When I visited them shortly after their installation in a special hall in the splendid National Museum in Reggio-Calabria, I was bowled over, but, oddly enough, not only by the bronzes.

The museum houses a truly unique collection of terra cotta plaques which amount to a sketchbook of life in early Calabria. Without the bronzes, I would not have had the serendipitous delight of visiting that museum and seeing those terra cotta postcards from antiquity.

Alas, the museum has been closed for restoration now for the past three years and will not reopen until at least April of 2014.

As a tourist attraction the bronzes represented income for the museum, but for the nonce they can be seen, for free and lying flat on their backs, inside a local government building. The causes for the endless delays were listed by the daily Corriere della Sera as "technical problems, bureaucratic muddles and the usual inevitable lack of funds." The latter is hardly surprising since the costs of restoring the museum have more than tripled from the original E10 million, or circa $13 million, to E33 million.
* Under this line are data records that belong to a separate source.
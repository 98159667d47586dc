use crate::infra::{build_report_view, parse_filter, staff_api, ReportQuery};
use chrono::Local;
use clap::Args;
use comfy_table::{Cell, CellAlignment, Table};
use staff_ledger::admin::{SheetLine, UserSummary, SHEET_HEADERS};
use staff_ledger::config::AppConfig;
use staff_ledger::dashboard::StaffDashboard;
use staff_ledger::error::AppError;
use staff_ledger::fmt::format_currency;
use staff_ledger::load::{load_contribution_sheet, load_dashboard, load_directory};
use staff_ledger::report::{
    write_csv, CellKind, DirectoryPrintSurface, FilterPredicate, ReportView, REPORT_COLUMNS,
};
use staff_ledger::telemetry;
use std::path::PathBuf;

#[derive(Args, Debug, Default)]
pub(crate) struct SnapshotArgs {
    /// Read API responses from a JSON snapshot instead of the configured upstream
    #[arg(long)]
    pub(crate) snapshot: Option<PathBuf>,
}

#[derive(Args, Debug)]
pub(crate) struct ReportArgs {
    #[command(flatten)]
    pub(crate) source: SnapshotArgs,
    /// Row filter as field:operator:value (repeatable)
    #[arg(long = "filter", value_parser = parse_filter)]
    pub(crate) filters: Vec<FilterPredicate>,
    /// Page to show, starting at 1
    #[arg(long, default_value_t = 1)]
    pub(crate) page: usize,
    /// Rows per page (defaults to REPORT_PAGE_SIZE)
    #[arg(long)]
    pub(crate) page_size: Option<usize>,
    /// Write the printable HTML document for the shown page into this directory
    #[arg(long)]
    pub(crate) print_dir: Option<PathBuf>,
    /// Export every filtered row to this CSV file
    #[arg(long)]
    pub(crate) csv: Option<PathBuf>,
}

#[derive(Args, Debug, Default)]
pub(crate) struct ContributionSearchArgs {
    #[command(flatten)]
    pub(crate) source: SnapshotArgs,
    /// Match staff id or name, case-insensitive
    #[arg(long, default_value = "")]
    pub(crate) query: String,
}

fn bootstrap() -> Result<AppConfig, AppError> {
    let config = AppConfig::load()?;
    telemetry::init(&config.telemetry)?;
    Ok(config)
}

pub(crate) async fn run_report(args: ReportArgs) -> Result<(), AppError> {
    let ReportArgs {
        source,
        filters,
        page,
        page_size,
        print_dir,
        csv,
    } = args;

    let config = bootstrap()?;
    let api = staff_api(source.snapshot.as_deref(), &config).await?;
    let query = ReportQuery {
        filters,
        page_index: page.saturating_sub(1),
        page_size,
    };
    let view = build_report_view(api.as_ref(), config.report.page_size, query).await?;

    print!("{}", render_report(&view));

    if let Some(dir) = print_dir {
        let surface = DirectoryPrintSurface::new(dir);
        view.print(&surface);
        println!("\nPrint document written under {}", surface.dir().display());
    }

    if let Some(path) = csv {
        let file = std::fs::File::create(&path)?;
        write_csv(file, view.filtered_rows())?;
        println!(
            "Exported {} rows to {}",
            view.filtered_rows().len(),
            path.display()
        );
    }

    Ok(())
}

pub(crate) async fn run_dashboard(args: SnapshotArgs) -> Result<(), AppError> {
    let config = bootstrap()?;
    let api = staff_api(args.snapshot.as_deref(), &config).await?;
    let dashboard = load_dashboard(api.as_ref()).await?;
    print!("{}", render_dashboard(&dashboard));
    Ok(())
}

pub(crate) async fn run_admin_users(args: SnapshotArgs) -> Result<(), AppError> {
    let config = bootstrap()?;
    let api = staff_api(args.snapshot.as_deref(), &config).await?;
    let listing = load_directory(api.as_ref()).await;

    match listing.error {
        Some(banner) => println!("{banner}"),
        None => println!("{}", users_table(&listing.items)),
    }
    Ok(())
}

pub(crate) async fn run_admin_contributions(args: ContributionSearchArgs) -> Result<(), AppError> {
    let config = bootstrap()?;
    let api = staff_api(args.source.snapshot.as_deref(), &config).await?;
    let listing = load_contribution_sheet(api.as_ref(), &args.query).await;

    match listing.error {
        Some(banner) => println!("{banner}"),
        None if listing.items.is_empty() => println!("No matching staff."),
        None => println!("{}", sheet_table(&listing.items)),
    }
    Ok(())
}

fn amount_cell(text: String) -> Cell {
    Cell::new(text).set_alignment(CellAlignment::Right)
}

fn render_report(view: &ReportView) -> String {
    let mut out = String::new();
    match view.banner() {
        Some(banner) => out.push_str(&format!(
            "Contribution report for {} ({})\n",
            banner.name, banner.staff_id
        )),
        None => out.push_str("Contribution report\n"),
    }
    out.push_str(&format!(
        "Generated {}\n",
        Local::now().format("%Y-%m-%d %H:%M")
    ));
    if !view.filters().is_empty() {
        let filters: Vec<String> = view.filters().iter().map(ToString::to_string).collect();
        out.push_str(&format!("Filters: {}\n", filters.join(", ")));
    }

    let cursor = view.cursor();
    out.push_str(&format!(
        "Page {} of {} ({} rows, {} per page)\n\n",
        cursor.index + 1,
        view.page_count().max(1),
        view.filtered_rows().len(),
        cursor.size
    ));

    if view.filtered_rows().is_empty() {
        out.push_str("No results.\n");
        return out;
    }

    let mut table = Table::new();
    table.set_header(REPORT_COLUMNS.iter().map(|column| column.header));
    for row in view.page_rows() {
        table.add_row(REPORT_COLUMNS.iter().map(|column| match column.kind {
            CellKind::Currency => amount_cell(column.cell(row)),
            CellKind::Text => Cell::new(column.cell(row)),
        }));
    }
    out.push_str(&format!("{table}\n"));

    let page = view.page();
    if page.has_previous() {
        out.push_str(&format!("Previous: --page {}\n", page.page_index));
    }
    if page.has_next() {
        out.push_str(&format!("Next: --page {}\n", page.page_index + 2));
    }

    let totals = view.totals();
    out.push_str("\nTotals\n");
    out.push_str(&format!(
        "- Total Monthly Contributions: {}\n",
        format_currency(totals.monthly)
    ));
    out.push_str(&format!(
        "- Total Interest Paid: {}\n",
        format_currency(totals.interest_paid)
    ));
    out.push_str(&format!(
        "- Total Withdrawn: {}\n",
        format_currency(totals.withdrawal)
    ));
    out.push_str(&format!(
        "- Final Balance After Interest: {}\n",
        format_currency(totals.balance_after_interest)
    ));
    out
}

fn render_dashboard(dashboard: &StaffDashboard) -> String {
    let mut out = format!("{}\n", dashboard.title);
    match &dashboard.name {
        Some(name) => out.push_str(&format!(
            "{} ({}), {}\n",
            name, dashboard.staff_id, dashboard.year
        )),
        None => out.push_str(&format!("{}, {}\n", dashboard.staff_id, dashboard.year)),
    }

    out.push('\n');
    for card in &dashboard.cards {
        out.push_str(&format!(
            "- {}: {} ({})\n",
            card.title, card.display, card.caption
        ));
    }

    let analytics = &dashboard.analytics;
    if !analytics.monthly_contributions.is_empty() {
        out.push_str("\nMonthly contributions\n");
        for (deposit, balance) in analytics
            .monthly_contributions
            .iter()
            .zip(&analytics.cumulative_balance)
        {
            out.push_str(&format!(
                "  {:<4} {:>14}  balance {:>14}\n",
                deposit.month,
                format_currency(deposit.amount),
                format_currency(balance.amount)
            ));
        }
    }

    if let (Some(first), Some(last)) = (analytics.projection.first(), analytics.projection.last()) {
        out.push_str(&format!(
            "\nNext-year projection: {} in {} rising to {} by {} (+{})\n",
            format_currency(first.projection),
            first.month,
            format_currency(last.projection),
            last.month,
            format_currency(last.interest)
        ));
    }

    out.push_str("\nBreakdown\n");
    for entry in &analytics.breakdown {
        out.push_str(&format!(
            "  {:<22} {:>14}\n",
            entry.category,
            format_currency(entry.amount)
        ));
    }

    out.push_str("\nYearly summary\n");
    for entry in &analytics.yearly_summary {
        out.push_str(&format!(
            "  {:<22} {:>14}\n",
            entry.category,
            format_currency(entry.amount)
        ));
    }
    out
}

fn users_table(users: &[UserSummary]) -> Table {
    let mut table = Table::new();
    table.set_header(vec!["Staff ID", "Name", "Email", "Role"]);
    for user in users {
        table.add_row(vec![
            Cell::new(&user.staff_id),
            Cell::new(&user.name),
            Cell::new(user.email.as_deref().unwrap_or_default()),
            Cell::new(user.role.label()),
        ]);
    }
    table
}

fn sheet_table(lines: &[SheetLine]) -> Table {
    let mut table = Table::new();
    table.set_header(SHEET_HEADERS.iter().copied());
    for line in lines {
        let mut cells = vec![Cell::new(&line.staff_id), Cell::new(&line.name)];
        cells.extend(
            line.months
                .iter()
                .map(|amount| amount_cell(format_currency(*amount))),
        );
        cells.extend(
            [
                line.opening_balance,
                line.total,
                line.closing_balance,
                line.interest_paid,
                line.balance_after_interest,
                line.withdrawal,
            ]
            .map(|amount| amount_cell(format_currency(amount))),
        );
        table.add_row(cells);
    }
    table
}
Where will the extra $30 million or so come from? The truly devastating news is that the Italian Cultural Heritage Ministry is itself not only dead broke, but officially acknowledges that it is itself in debt with unpaid bills amounting to some E40 million (about $50 million), according to a report last week to the Chamber of Deputies. Its working budget has been slashed again and again, with culture taking the brunt of the government's need to curb expenses. Since 2008 the Ministry budget has been cut by almost a quarter, from E2,037,446,020 (roughly $2.6 billion) to this year's E1,547,779,172 ($2 billion).

The worst news of all: funds that to pay for work to protect and maintain the Italian heritage have been reduced by 58% in the past five years.